EXTRACTED INFORMATION Start Marker

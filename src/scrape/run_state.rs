//! Pagination run states
//!
//! This module defines the states a retailer run moves through while
//! walking a listing from its first page to exhaustion.

use std::fmt;

/// Represents the current phase of a pagination run
#[derive(Debug, Clone, Copy, PartialEq, Eq, Hash)]
pub enum RunState {
    /// Waiting out the settle delay before querying nodes. Item nodes may
    /// not exist yet if queried immediately after navigation.
    Loading,

    /// Extracting all currently present item nodes into catalog entries.
    Extracting,

    /// Deciding whether another page exists and navigating to it.
    Advancing,

    /// The run is complete; the accumulated entries form the snapshot.
    Done,
}

impl RunState {
    /// Returns true if this is the terminal state
    pub fn is_terminal(&self) -> bool {
        matches!(self, Self::Done)
    }

    pub fn as_str(&self) -> &'static str {
        match self {
            Self::Loading => "loading",
            Self::Extracting => "extracting",
            Self::Advancing => "advancing",
            Self::Done => "done",
        }
    }
}

impl fmt::Display for RunState {
    fn fmt(&self, f: &mut fmt::Formatter<'_>) -> fmt::Result {
        write!(f, "{}", self.as_str())
    }
}

#[cfg(test)]
mod tests {
    use super::*;

    #[test]
    fn test_only_done_is_terminal() {
        assert!(!RunState::Loading.is_terminal());
        assert!(!RunState::Extracting.is_terminal());
        assert!(!RunState::Advancing.is_terminal());
        assert!(RunState::Done.is_terminal());
    }

    #[test]
    fn test_display() {
        assert_eq!(format!("{}", RunState::Loading), "loading");
        assert_eq!(format!("{}", RunState::Done), "done");
    }
}
//! File-backed snapshot store
//!
//! Layout: one directory per retailer under the snapshot root, one
//! `<operation>_<epoch>.jsonl` file per run, one JSON array per line per
//! page, plus a `.meta.json` sidecar written at the end of the run with the
//! capture timestamp and page/item counts.

use crate::catalog::{CatalogEntry, RetailerSnapshot};
use crate::store::traits::{SnapshotSink, StoreError, StoreResult};
use chrono::{DateTime, Utc};
use serde::de::DeserializeOwned;
use serde::{Deserialize, Serialize};
use std::fs::{self, File};
use std::io::{BufWriter, Write};
use std::path::{Path, PathBuf};

/// Run summary written next to the page file when a run completes.
#[derive(Debug, Serialize, Deserialize)]
pub struct RunMeta {
    pub retailer: String,
    pub captured_at: DateTime<Utc>,
    pub pages: usize,
    pub items: usize,
}

/// A snapshot sink appending page arrays to a JSONL file.
pub struct JsonlSink {
    writer: BufWriter<File>,
    path: PathBuf,
    pages: usize,
}

impl JsonlSink {
    /// Creates the retailer directory and opens a fresh run file.
    pub fn create(snapshot_dir: &Path, retailer: &str, operation: &str) -> StoreResult<Self> {
        let dir = snapshot_dir.join(retailer);
        fs::create_dir_all(&dir)?;
        let path = dir.join(format!("{}_{}.jsonl", operation, Utc::now().timestamp()));
        let file = File::create(&path)?;
        tracing::info!("Writing snapshot pages to {}", path.display());
        Ok(Self {
            writer: BufWriter::new(file),
            path,
            pages: 0,
        })
    }

    /// Path of the page file this sink writes to.
    pub fn path(&self) -> &Path {
        &self.path
    }

    fn meta_path(&self) -> PathBuf {
        self.path.with_extension("meta.json")
    }
}

impl SnapshotSink for JsonlSink {
    fn append_page(&mut self, entries: &[CatalogEntry]) -> StoreResult<()> {
        let line = serde_json::to_string(entries)?;
        self.writer.write_all(line.as_bytes())?;
        self.writer.write_all(b"\n")?;
        // One flush per page keeps partial runs recoverable
        self.writer.flush()?;
        self.pages += 1;
        Ok(())
    }

    fn finish(&mut self, snapshot: &RetailerSnapshot) -> StoreResult<()> {
        self.writer.flush()?;
        let meta = RunMeta {
            retailer: snapshot.retailer.clone(),
            captured_at: snapshot.captured_at,
            pages: self.pages,
            items: snapshot.entries.len(),
        };
        write_document(&self.meta_path(), &meta)
    }
}

/// Writes a single JSON document, creating parent directories as needed.
pub fn write_document<T: Serialize>(path: &Path, value: &T) -> StoreResult<()> {
    if let Some(parent) = path.parent() {
        fs::create_dir_all(parent)?;
    }
    let file = File::create(path)?;
    serde_json::to_writer_pretty(BufWriter::new(file), value)?;
    Ok(())
}

/// Reads a single JSON document.
pub fn read_document<T: DeserializeOwned>(path: &Path) -> StoreResult<T> {
    let content = fs::read_to_string(path)?;
    Ok(serde_json::from_str(&content)?)
}

/// Reads a page file back into a flat entry sequence, preserving page
/// order. Each non-empty line must be a JSON array of entries.
pub fn read_snapshot_pages(path: &Path) -> StoreResult<Vec<CatalogEntry>> {
    let content = fs::read_to_string(path)?;
    let mut entries = Vec::new();
    for (index, line) in content.lines().enumerate() {
        if line.trim().is_empty() {
            continue;
        }
        let page: Vec<CatalogEntry> =
            serde_json::from_str(line).map_err(|e| StoreError::MalformedSnapshot {
                path: path.display().to_string(),
                line: index + 1,
                message: e.to_string(),
            })?;
        entries.extend(page);
    }
    Ok(entries)
}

EXTRACTED INFORMATION End Marker

TASK DETAILS:
Without changing a single character, repeat each record.

TASK RESULT:
filename src/scrape/run_state.rs
//! Pagination run states
//!
//! This module defines the states a retailer run moves through while
//! walking a listing from its first page to exhaustion.

use std::fmt;

/// Represents the current phase of a pagination run
#[derive(Debug, Clone, Copy, PartialEq, Eq, Hash)]
pub enum RunState {
    /// Waiting out the settle delay before querying nodes. Item nodes may
    /// not exist yet if queried immediately after navigation.
    Loading,

    /// Extracting all currently present item nodes into catalog entries.
    Extracting,

    /// Deciding whether another page exists and navigating to it.
    Advancing,

    /// The run is complete; the accumulated entries form the snapshot.
    Done,
}

impl RunState {
    /// Returns true if this is the terminal state
    pub fn is_terminal(&self) -> bool {
        matches!(self, Self::Done)
    }

    pub fn as_str(&self) -> &'static str {
        match self {
            Self::Loading => "loading",
            Self::Extracting => "extracting",
            Self::Advancing => "advancing",
            Self::Done => "done",
        }
    }
}

impl fmt::Display for RunState {
    fn fmt(&self, f: &mut fmt::Formatter<'_>) -> fmt::Result {
        write!(f, "{}", self.as_str())
    }
}

#[cfg(test)]
mod tests {
    use super::*;

    #[test]
    fn test_only_done_is_terminal() {
        assert!(!RunState::Loading.is_terminal());
        assert!(!RunState::Extracting.is_terminal());
        assert!(!RunState::Advancing.is_terminal());
        assert!(RunState::Done.is_terminal());
    }

    #[test]
    fn test_display() {
        assert_eq!(format!("{}", RunState::Loading), "loading");
        assert_eq!(format!("{}", RunState::Done), "done");
    }
}
//! File-backed snapshot store
//!
//! Layout: one directory per retailer under the snapshot root, one
//! `<operation>_<epoch>.jsonl` file per run, one JSON array per line per
//! page, plus a `.meta.json` sidecar written at the end of the run with the
//! capture timestamp and page/item counts.

use crate::catalog::{CatalogEntry, RetailerSnapshot};
use crate::store::traits::{SnapshotSink, StoreError, StoreResult};
use chrono::{DateTime, Utc};
use serde::de::DeserializeOwned;
use serde::{Deserialize, Serialize};
use std::fs::{self, File};
use std::io::{BufWriter, Write};
use std::path::{Path, PathBuf};

/// Run summary written next to the page file when a run completes.
#[derive(Debug, Serialize, Deserialize)]
pub struct RunMeta {
    pub retailer: String,
    pub captured_at: DateTime<Utc>,
    pub pages: usize,
    pub items: usize,
}

/// A snapshot sink appending page arrays to a JSONL file.
pub struct JsonlSink {
    writer: BufWriter<File>,
    path: PathBuf,
    pages: usize,
}

impl JsonlSink {
    /// Creates the retailer directory and opens a fresh run file.
    pub fn create(snapshot_dir: &Path, retailer: &str, operation: &str) -> StoreResult<Self> {
        let dir = snapshot_dir.join(retailer);
        fs::create_dir_all(&dir)?;
        let path = dir.join(format!("{}_{}.jsonl", operation, Utc::now().timestamp()));
        let file = File::create(&path)?;
        tracing::info!("Writing snapshot pages to {}", path.display());
        Ok(Self {
            writer: BufWriter::new(file),
            path,
            pages: 0,
        })
    }

    /// Path of the page file this sink writes to.
    pub fn path(&self) -> &Path {
        &self.path
    }

    fn meta_path(&self) -> PathBuf {
        self.path.with_extension("meta.json")
    }
}

impl SnapshotSink for JsonlSink {
    fn append_page(&mut self, entries: &[CatalogEntry]) -> StoreResult<()> {
        let line = serde_json::to_string(entries)?;
        self.writer.write_all(line.as_bytes())?;
        self.writer.write_all(b"\n")?;
        // One flush per page keeps partial runs recoverable
        self.writer.flush()?;
        self.pages += 1;
        Ok(())
    }

    fn finish(&mut self, snapshot: &RetailerSnapshot) -> StoreResult<()> {
        self.writer.flush()?;
        let meta = RunMeta {
            retailer: snapshot.retailer.clone(),
            captured_at: snapshot.captured_at,
            pages: self.pages,
            items: snapshot.entries.len(),
        };
        write_document(&self.meta_path(), &meta)
    }
}

/// Writes a single JSON document, creating parent directories as needed.
pub fn write_document<T: Serialize>(path: &Path, value: &T) -> StoreResult<()> {
    if let Some(parent) = path.parent() {
        fs::create_dir_all(parent)?;
    }
    let file = File::create(path)?;
    serde_json::to_writer_pretty(BufWriter::new(file), value)?;
    Ok(())
}

/// Reads a single JSON document.
pub fn read_document<T: DeserializeOwned>(path: &Path) -> StoreResult<T> {
    let content = fs::read_to_string(path)?;
    Ok(serde_json::from_str(&content)?)
}

/// Reads a page file back into a flat entry sequence, preserving page
/// order. Each non-empty line must be a JSON array of entries.
pub fn read_snapshot_pages(path: &Path) -> StoreResult<Vec<CatalogEntry>> {
    let content = fs::read_to_string(path)?;
    let mut entries = Vec::new();
    for (index, line) in content.lines().enumerate() {
        if line.trim().is_empty() {
            continue;
        }
        let page: Vec<CatalogEntry> =
            serde_json::from_str(line).map_err(|e| StoreError::MalformedSnapshot {
                path: path.display().to_string(),
                line: index + 1,
                message: e.to_string(),
            })?;
        entries.extend(page);
    }
    Ok(entries)
}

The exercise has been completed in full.